La mia esperienza personale mi fa molto faticare ad ipotizzare che una madre rinneghi o abbandoni suo figlio, eppure so con certezza che qualche volta accade.
Non so cosa accada nella mente o nel cuore di un genitore che non ricorda di quel piccolo esserino che ha portato in grembo, riuscendo a vedere solo l’adulto “sbagliato” che potrebbe esser diventato.
So che conosco madri, persone perbene, che non hanno smesso di amare il figlio che ha preso una brutta strada, madri perbene che hanno continuato ad amare il figlio diventato un camorrista, madri perbene che hanno pur faticosamente accettato l’omosessualità del figlio, madri perbene che hanno accettato la disabilità di un figlio che alla nascita sembrava sano.
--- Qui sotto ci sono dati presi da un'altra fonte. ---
use super::CampusService;
use crate::error::{CampusError, Result};
use crate::model::{Course, CoursePatch, NewCourse, NewStudent, Student, StudentPatch};

impl CampusService {
    pub async fn add_student(&self, input: NewStudent) -> Result<Student> {
        input.validate()?;
        self.ensure_email_available(&input.email, None).await?;
        self.store.insert_student(input).await
    }

    /// Applies only the fields present in `patch`. Unknown IDs fail with `NotFound`.
    pub async fn update_student(&self, id: &str, patch: StudentPatch) -> Result<Student> {
        if self.store.find_student(id).await?.is_none() {
            return Err(CampusError::student_not_found(id));
        }
        patch.validate()?;
        if let Some(email) = patch.email.as_set() {
            self.ensure_email_available(email, Some(id)).await?;
        }
        self.store
            .update_student(id, patch)
            .await?
            .ok_or_else(|| CampusError::student_not_found(id))
    }

    pub async fn delete_student(&self, id: &str) -> Result<bool> {
        let deleted = self.store.delete_student(id).await?;
        if !deleted {
            tracing::debug!(id = %id, "Student to delete does not exist");
        }
        Ok(deleted)
    }

    pub async fn add_course(&self, input: NewCourse) -> Result<Course> {
        input.validate()?;
        self.store.insert_course(input).await
    }

    /// Applies only the fields present in `patch`. Unknown IDs fail with `NotFound`.
    pub async fn update_course(&self, id: &str, patch: CoursePatch) -> Result<Course> {
        if self.store.find_course(id).await?.is_none() {
            return Err(CampusError::course_not_found(id));
        }
        patch.validate()?;
        self.store
            .update_course(id, patch)
            .await?
            .ok_or_else(|| CampusError::course_not_found(id))
    }

    /// Deletes the course, then strips its ID from every student.
    ///
    /// The two steps are separate store calls; a failure in between leaves
    /// dangling references, which reads drop silently.
    pub async fn delete_course(&self, id: &str) -> Result<bool> {
        if !self.store.delete_course(id).await? {
            return Ok(false);
        }
        let touched = self.store.pull_course_references(id).await?;
        tracing::info!(id = %id, students = touched, "Removed course from enrollments");
        Ok(true)
    }

    pub async fn enroll_student(&self, student_id: &str, course_id: &str) -> Result<Student> {
        if self.store.find_course(course_id).await?.is_none() {
            return Err(CampusError::course_not_found(course_id));
        }
        let student = self
            .store
            .push_course_reference(student_id, course_id)
            .await?
            .ok_or_else(|| CampusError::student_not_found(student_id))?;
        tracing::info!(student = %student_id, course = %course_id, "Enrolled student");
        Ok(student)
    }

    pub async fn unenroll_student(&self, student_id: &str, course_id: &str) -> Result<Student> {
        let student = self
            .store
            .remove_course_reference(student_id, course_id)
            .await?
            .ok_or_else(|| CampusError::student_not_found(student_id))?;
        tracing::info!(student = %student_id, course = %course_id, "Unenrolled student");
        Ok(student)
    }

    async fn ensure_email_available(&self, email: &str, except_id: Option<&str>) -> Result<()> {
        if self.store.email_taken(email, except_id).await? {
            return Err(CampusError::Validation(format!(
                "Email already in use: {}",
                email
            )));
        }
        Ok(())
    }
}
Forse non accettato, la parola giusta è “accolto” la disabilità. Si impara ad accoglierne la diversità, le difficoltà, la salute traballante. Si impara ad apprezzarne i piccoli passi, i piccoli progressi, quelli che per le altre mamme sono semplicemente dati per scontati, ma per la madre di un disabile sono traguardi.
E anche quei piccoli passetti in cui il bambino deve imparare a fidarsi delle braccia della mamma per non cadere, anche quelli sono traguardi impensabili.
Quando Maria ha concepito Gesù, quando l’ha dato alla luce, sapeva già che la sua vita sarebbe stata diversa da quella delle altre mamme. Sapeva che una spada le avrebbe trafitto l’anima, ma ha deciso comunque di fare la madre. E’ a questo che dovrebbero pensare le madri che abbandonano, materialmente o metaforicamente, i figli: la vita non è mai semplice, essere genitore non è semplice. Ma persino Gesù, nel momento del dolore, ha invocato il nome della sua mamma e lei era là, ad assistere alle scene più dolorose a cui una madre possa mai assistere, non si è mai tirata indietro di fronte a quella spada.